On May 15, 2006 the United States State Department announced it would fully restore diplomatic relations with Libya if it dismantled its weapons programmes. The State Department also removed Libya from their state sponsored terrorism list which it had been on for 27 years. This move has also been attributed to the pressures of oil companies lobbying the Congress. In addition to that the fall of the Soviet power, the prominent role that Libya plays in the African Continent, and the assistance it could provide to the US in its war on terror are among the other considerations that were factored in. In August 2008 a motion was introduced in the 110th Congress known as S 3370 or the “Libyan Claims Resolution Act” to exempt Libya from the infamous section 1083 clause of the National Defense Authorization Act. The motion passed both the House of Representatives and the Senate by unanimous consent, and is signed into law by President George W. Bush on 4 August. After Libya paid a final portion of $1.8 billion global settlement fund for American victims it became formally exempted from section 1083. Following that Libyan families received $300 million for casualties suffered due to the 1986 airstrikes led by the United States. In November the same year, the United States Senate confirmed Gene A. Cretz as the first US Ambassador to Libya in over 35 years. The final step in the process of rebuilding the relations between the two countries came in January 2009 when Ali Suleiman Aujali presented his letters of credentials to President George W. Bush as Ambassador Extraordinaire and Plenipotentiary of Libya to the United States of America, and Gene A. Cretz presents his letter of credentials before the General People’s Congress; currently both are serving as Ambassadors to their respective countries.

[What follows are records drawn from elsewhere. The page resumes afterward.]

//! Config validation: field checks with user-friendly error messages.

use crate::schema::{AnalyzerBackend, FaceGateConfig};
use thiserror::Error;

/// A config validation error with field path and message.
#[derive(Debug, Error)]
#[error("Config validation error at '{path}': {message}")]
pub struct ConfigValidationError {
    pub path: String,
    pub message: String,
}

/// A collection of validation errors found in one pass.
#[derive(Debug, Default)]
pub struct ValidationReport {
    pub errors: Vec<ConfigValidationError>,
    pub warnings: Vec<ConfigValidationError>,
}

impl ValidationReport {
    pub fn is_valid(&self) -> bool {
        self.errors.is_empty()
    }

    fn error(&mut self, path: impl Into<String>, message: impl Into<String>) {
        self.errors.push(ConfigValidationError {
            path: path.into(),
            message: message.into(),
        });
    }

    fn warn(&mut self, path: impl Into<String>, message: impl Into<String>) {
        self.warnings.push(ConfigValidationError {
            path: path.into(),
            message: message.into(),
        });
    }
}

/// Validate the config and return a report of all errors and warnings.
pub fn validate(config: &FaceGateConfig) -> ValidationReport {
    let mut report = ValidationReport::default();
    validate_server(config, &mut report);
    validate_analyzer(config, &mut report);
    validate_relay(config, &mut report);
    report
}

fn is_http_url(url: &str) -> bool {
    let url = url.trim();
    (url.starts_with("http://") && url.len() > "http://".len())
        || (url.starts_with("https://") && url.len() > "https://".len())
}

fn validate_server(config: &FaceGateConfig, report: &mut ValidationReport) {
    let server = &config.server;
    if server.port == 0 {
        report.error("server.port", "Port must be between 1 and 65535");
    } else if server.port < 1024 && server.port != 80 && server.port != 443 {
        report.warn(
            "server.port",
            format!(
                "Port {} requires elevated privileges; consider using a port >= 1024",
                server.port
            ),
        );
    }
    if server.bind.trim().is_empty() {
        report.error("server.bind", "Bind address cannot be empty");
    }
    if server.max_upload_bytes == 0 {
        report.error("server.maxUploadBytes", "maxUploadBytes must be > 0");
    }
    if !server.static_prefix.starts_with('/') || server.static_prefix == "/" {
        report.error(
            "server.staticPrefix",
            "staticPrefix must start with '/' and name a sub-path, e.g. '/static'",
        );
    }
}

fn validate_analyzer(config: &FaceGateConfig, report: &mut ValidationReport) {
    let analyzer = &config.analyzer;
    match analyzer.backend {
        AnalyzerBackend::Http => {
            if !is_http_url(&analyzer.base_url) {
                report.error(
                    "analyzer.baseUrl",
                    format!("'{}' is not an http(s) URL", analyzer.base_url),
                );
            }
        }
        AnalyzerBackend::Command => {
            if analyzer.program.as_deref().map(str::trim).unwrap_or("").is_empty() {
                report.error("analyzer.program", "The command backend requires a program");
            }
        }
    }
    if analyzer.timeout_secs == Some(0) {
        report.error("analyzer.timeoutSecs", "timeoutSecs must be > 0 when set");
    }
}

fn validate_relay(config: &FaceGateConfig, report: &mut ValidationReport) {
    let relay = &config.relay;
    if !relay.enabled {
        return;
    }
    if !is_http_url(&relay.endpoint) {
        report.error(
            "relay.endpoint",
            format!("'{}' is not an http(s) URL", relay.endpoint),
        );
    } else if relay.endpoint.trim().starts_with("http://") {
        report.warn("relay.endpoint", "Relay endpoint is not using TLS");
    }
    if relay.timeout_secs == 0 {
        report.error("relay.timeoutSecs", "timeoutSecs must be > 0");
    }
}
//! FaceGate runtime configuration schema.
//!
//! Every section carries `#[serde(default)]`, so a partial YAML file (or none
//! at all) yields a complete config. Default values live in `defaults.rs`.

use serde::{Deserialize, Serialize};
use std::fmt;
use std::path::PathBuf;

// ---------------------------------------------------------------------------
// Top-level config
// ---------------------------------------------------------------------------

/// Root configuration for FaceGate.
#[derive(Debug, Clone, Default, Serialize, Deserialize)]
#[serde(rename_all = "camelCase", default)]
pub struct FaceGateConfig {
    /// HTTP listener and static asset settings
    pub server: ServerConfig,

    /// Which face analysis backend to call and how
    pub analyzer: AnalyzerConfig,

    /// Emotion prompt webhook relay
    pub relay: RelayConfig,

    /// Where transient uploads are written
    pub storage: StorageConfig,

    /// Logging configuration
    pub logging: LoggingConfig,
}

// ---------------------------------------------------------------------------
// Server
// ---------------------------------------------------------------------------

#[derive(Debug, Clone, Serialize, Deserialize)]
#[serde(rename_all = "camelCase", default)]
pub struct ServerConfig {
    pub bind: String,
    pub port: u16,
    /// Directory holding `index.html` and the frontend assets.
    pub static_dir: PathBuf,
    /// URL prefix the static directory is mounted under.
    pub static_prefix: String,
    /// Upper bound on a request body, in bytes.
    pub max_upload_bytes: usize,
    /// Attach a permissive CORS layer.
    pub cors: bool,
}

// ---------------------------------------------------------------------------
// Analyzer
// ---------------------------------------------------------------------------

#[derive(Debug, Clone, Copy, Default, PartialEq, Eq, Serialize, Deserialize)]
#[serde(rename_all = "lowercase")]
pub enum AnalyzerBackend {
    /// DeepFace-compatible REST API.
    #[default]
    Http,
    /// Local executable speaking JSON over stdin/stdout.
    Command,
}

impl fmt::Display for AnalyzerBackend {
    fn fmt(&self, f: &mut fmt::Formatter<'_>) -> fmt::Result {
        match self {
            AnalyzerBackend::Http => f.write_str("http"),
            AnalyzerBackend::Command => f.write_str("command"),
        }
    }
}

#[derive(Debug, Clone, Serialize, Deserialize)]
#[serde(rename_all = "camelCase", default)]
pub struct AnalyzerConfig {
    pub backend: AnalyzerBackend,

    /// Base URL of the model server (http backend).
    pub base_url: String,

    #[serde(skip_serializing_if = "Option::is_none")]
    pub api_key: Option<String>,

    /// Transport timeout for the http backend. Unset means no timeout.
    #[serde(skip_serializing_if = "Option::is_none")]
    pub timeout_secs: Option<u64>,

    /// Face detector name forwarded to the model server (e.g. "opencv", "retinaface").
    #[serde(skip_serializing_if = "Option::is_none")]
    pub detector_backend: Option<String>,

    /// Executable for the command backend.
    #[serde(skip_serializing_if = "Option::is_none")]
    pub program: Option<String>,

    /// Leading arguments passed to `program`.
    pub args: Vec<String>,

    /// Whether `/analyze` fails when no face is found.
    pub enforce_detection: bool,
}

// ---------------------------------------------------------------------------
// Relay
// ---------------------------------------------------------------------------

/// Language of the canned relay prompts.
#[derive(Debug, Clone, Copy, Default, PartialEq, Eq, Serialize, Deserialize)]
#[serde(rename_all = "lowercase")]
pub enum PromptLanguage {
    #[default]
    Es,
    En,
}

#[derive(Debug, Clone, Serialize, Deserialize)]
#[serde(rename_all = "camelCase", default)]
pub struct RelayConfig {
    pub enabled: bool,
    /// Webhook receiving `{"text": <prompt>}`.
    pub endpoint: String,
    pub timeout_secs: u64,
    pub language: PromptLanguage,
}

// ---------------------------------------------------------------------------
// Storage
// ---------------------------------------------------------------------------

#[derive(Debug, Clone, Serialize, Deserialize)]
#[serde(rename_all = "camelCase", default)]
pub struct StorageConfig {
    /// Directory for per-request transient image files.
    pub temp_dir: PathBuf,
}

// ---------------------------------------------------------------------------
// Logging
// ---------------------------------------------------------------------------

#[derive(Debug, Clone, Serialize, Deserialize)]
#[serde(rename_all = "camelCase", default)]
pub struct LoggingConfig {
    /// `EnvFilter` directive used when `RUST_LOG` is unset.
    pub level: String,
    /// Emit JSON lines on the console instead of human-readable output.
    pub json: bool,
    /// When set, also write daily-rotated NDJSON files here.
    #[serde(skip_serializing_if = "Option::is_none")]
    pub dir: Option<PathBuf>,
}
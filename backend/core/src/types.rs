use std::fmt;
use std::str::FromStr;

use serde::{Deserialize, Serialize};
use tracing::warn;

/// An attribute the face analyzer can be asked to estimate.
#[derive(Debug, Clone, Copy, Serialize, Deserialize, PartialEq, Eq, Hash)]
#[serde(rename_all = "lowercase")]
pub enum Action {
    Emotion,
    Age,
    Gender,
    Race,
}

impl Action {
    pub const ALL: [Action; 4] = [Action::Emotion, Action::Age, Action::Gender, Action::Race];

    pub fn as_str(&self) -> &'static str {
        match self {
            Action::Emotion => "emotion",
            Action::Age => "age",
            Action::Gender => "gender",
            Action::Race => "race",
        }
    }
}

impl fmt::Display for Action {
    fn fmt(&self, f: &mut fmt::Formatter<'_>) -> fmt::Result {
        f.write_str(self.as_str())
    }
}

impl FromStr for Action {
    type Err = String;

    fn from_str(s: &str) -> Result<Self, Self::Err> {
        match s.trim().to_ascii_lowercase().as_str() {
            "emotion" => Ok(Action::Emotion),
            "age" => Ok(Action::Age),
            "gender" => Ok(Action::Gender),
            "race" => Ok(Action::Race),
            other => Err(format!("unknown action: {other}")),
        }
    }
}

/// Ordered, de-duplicated, never-empty set of requested actions.
#[derive(Debug, Clone, PartialEq, Eq, Serialize)]
#[serde(transparent)]
pub struct ActionSet(Vec<Action>);

impl ActionSet {
    /// Parse a comma-separated action list as sent by the upload form.
    ///
    /// Unknown names are dropped. An empty result falls back to `{emotion}`.
    pub fn parse(raw: &str) -> Self {
        let mut actions = Vec::new();
        for part in raw.split(',').map(str::trim).filter(|p| !p.is_empty()) {
            match part.parse::<Action>() {
                Ok(action) if !actions.contains(&action) => actions.push(action),
                Ok(_) => {}
                Err(e) => warn!(action = %part, "Ignoring requested action: {}", e),
            }
        }
        Self::from_actions(actions)
    }

    pub fn from_actions(actions: impl IntoIterator<Item = Action>) -> Self {
        let mut deduped: Vec<Action> = Vec::new();
        for action in actions {
            if !deduped.contains(&action) {
                deduped.push(action);
            }
        }
        if deduped.is_empty() {
            deduped.push(Action::Emotion);
        }
        Self(deduped)
    }

    pub fn contains(&self, action: Action) -> bool {
        self.0.contains(&action)
    }

    pub fn iter(&self) -> impl Iterator<Item = &Action> {
        self.0.iter()
    }

    pub fn as_slice(&self) -> &[Action] {
        &self.0
    }

    pub fn names(&self) -> Vec<&'static str> {
        self.0.iter().map(Action::as_str).collect()
    }
}

impl Default for ActionSet {
    fn default() -> Self {
        Self(vec![Action::Emotion])
    }
}

impl fmt::Display for ActionSet {
    fn fmt(&self, f: &mut fmt::Formatter<'_>) -> fmt::Result {
        f.write_str(&self.names().join(","))
    }
}

/// Attributes reported for one detected face. Opaque to FaceGate.
pub type FaceAttributes = serde_json::Map<String, serde_json::Value>;

/// Per-face results exactly as the analyzer produced them.
#[derive(Debug, Clone, Default, PartialEq, Serialize, Deserialize)]
#[serde(transparent)]
pub struct AnalysisResult(pub Vec<FaceAttributes>);

impl AnalysisResult {
    pub fn faces(&self) -> &[FaceAttributes] {
        &self.0
    }

    pub fn first(&self) -> Option<&FaceAttributes> {
        self.0.first()
    }

    pub fn len(&self) -> usize {
        self.0.len()
    }

    pub fn is_empty(&self) -> bool {
        self.0.is_empty()
    }
}

/// Output of a face verification call; carries at least `verified`.
#[derive(Debug, Clone, Default, PartialEq, Serialize, Deserialize)]
#[serde(transparent)]
pub struct VerifyResult(pub serde_json::Map<String, serde_json::Value>);

impl VerifyResult {
    pub fn verified(&self) -> Option<bool> {
        self.0.get("verified").and_then(|v| v.as_bool())
    }
}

On October 16, 2007, Libya was voted to serve on the United Nations Security Council for two years starting January 2008.

In February 2009, Gaddafi was selected to be chairman of the African Union for one year.

As of October 25, 2009, Canadian visa requests are being denied and Canadian travellers have been told they're not welcome in Libya, in an apparent reprisal for Canada's near tongue-lashing of Moammar Gadhafi. Meanwhile, Libya is still detaining two Swiss businessmen. Libyan-Swiss relations strongly suffered after the arrest of Hannibal Gadhafi in Geneva in 2008.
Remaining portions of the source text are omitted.